Assigned task
Repeat exactly, and only, the lines from the line containing "pub mod app;" through the last line of the records below, including both.
### Provided data ###
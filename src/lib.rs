pub mod app;
pub mod config;
pub mod error;
pub mod handlers;
pub mod ml;
pub mod models;
pub mod routes;
pub mod services;
pub mod store;

pub use config::Config;
pub use error::{ApiError, Result};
###
Response for this exercise
pub mod app;
pub mod config;
pub mod error;
pub mod handlers;
pub mod ml;
pub mod models;
pub mod routes;
pub mod services;
pub mod store;

pub use config::Config;
pub use error::{ApiError, Result};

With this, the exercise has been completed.